**Task directions:** Your answer should be every line of the entries that has the string "Value" in it.

***

//! Request orchestration on top of the state store, payload builder and
//! response parser.

use std::collections::HashMap;
use std::sync::Arc;

use serde_json::Value;
use tracing::debug;
use tracing::warn;

use crate::config::ConfigSnapshot;
use crate::config::PrivacyStatus;
use crate::error::DeliveryError;
use crate::error::Result;
use crate::json::JsonObject;
use crate::json::non_blank;
use crate::params::MboxPrefetch;
use crate::params::MboxRequest;
use crate::params::TargetParameters;
use crate::params::merge;
use crate::preview::PreviewController;
use crate::request_builder::IdentitySnapshot;
use crate::request_builder::PayloadBuilder;
use crate::request_builder::RawRequest;
use crate::request_builder::lifecycle_context_data;
use crate::response_parser;
use crate::services::DeviceContext;
use crate::services::NetworkRequest;
use crate::services::Networking;
use crate::services::UiService;
use crate::state::StateStore;

const DELIVERY_PATH: &str = "/rest/v1/delivery/";
const DEFAULT_HOST_SUFFIX: &str = ".tt.omtrdc.net";
const CONTENT_TYPE_JSON: &str = "application/json";
/// Server error messages mentioning this drop the pending notifications.
const NOTIFICATION_ERROR_TAG: &str = "Notification";

/// What a single mbox request resolved to.
#[derive(Debug, Clone, PartialEq, Default)]
pub struct MboxContent {
    pub content: String,
    pub a4t_payload: Option<HashMap<String, String>>,
    pub response_tokens: Option<HashMap<String, String>>,
    pub click_metric_a4t_payload: Option<HashMap<String, String>>,
}

impl MboxContent {
    pub fn default_content(content: impl Into<String>) -> Self {
        Self {
            content: content.into(),
            ..Self::default()
        }
    }

    fn from_mbox(mbox: &Value, default_content: &str) -> Self {
        let content = response_parser::extract_mbox_content(mbox);
        Self {
            content: if content.is_empty() {
                default_content.to_string()
            } else {
                content
            },
            a4t_payload: response_parser::analytics_for_target_payload(mbox),
            response_tokens: response_parser::response_tokens(mbox),
            click_metric_a4t_payload: response_parser::extract_click_metric_analytics_payload(
                mbox,
            ),
        }
    }
}

/// Identity and lifecycle shared state captured for one request.
#[derive(Debug, Clone, Copy, Default)]
pub struct SharedStates<'a> {
    pub identity: Option<&'a IdentitySnapshot>,
    pub lifecycle: Option<&'a JsonObject>,
}

pub struct DeliveryClient {
    state: StateStore,
    networking: Arc<dyn Networking>,
    device: DeviceContext,
    preview: Option<PreviewController>,
}
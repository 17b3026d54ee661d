// Primary Selector
// Top-k by score, then back to narrative order

use crate::models::{ScoredSentence, Sentence};
use crate::services::text_processor::WordFrequencyTable;

use super::scorer::score_sentences;

/// Sort by score descending. Ties keep their source order.
pub fn rank(scored: &[ScoredSentence]) -> Vec<&ScoredSentence> {
    let mut ranked: Vec<&ScoredSentence> = scored.iter().collect();
    ranked.sort_by(|a, b| b.score.total_cmp(&a.score));
    ranked
}

/// Best `k` sentences, returned in ascending `original_index` order.
pub fn top_k_in_order(scored: &[ScoredSentence], k: usize) -> Vec<&ScoredSentence> {
    let mut top: Vec<&ScoredSentence> = rank(scored).into_iter().take(k).collect();
    top.sort_by_key(|s| s.original_index);
    top
}

/// Outcome of the primary selection pass
#[derive(Debug, Clone)]
pub struct Selection {
    /// Sentence contents without terminators, narrative order
    pub parts: Vec<String>,
    /// Source indices of `parts`
    pub indices: Vec<usize>,
    /// False when the document was short enough to keep whole
    pub scored: bool,
}

/// Pick up to `k` sentences.
///
/// Documents with at most `k` sentences are returned whole without scoring.
pub fn select_sentences(
    sentences: &[Sentence],
    table: &WordFrequencyTable,
    k: usize,
    rarity_threshold: usize,
) -> Selection {
    if sentences.len() <= k {
        return Selection {
            parts: sentences.iter().map(|s| s.content().to_string()).collect(),
            indices: sentences.iter().map(|s| s.index).collect(),
            scored: false,
        };
    }

    let scored = score_sentences(sentences, table, rarity_threshold);
    let top = top_k_in_order(&scored, k);
    Selection {
        parts: top.iter().map(|s| s.content().to_string()).collect(),
        indices: top.iter().map(|s| s.original_index).collect(),
        scored: true,
    }
}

***

**Output of the exercise:**
use serde_json::Value;
    fn from_mbox(mbox: &Value, default_content: &str) -> Self {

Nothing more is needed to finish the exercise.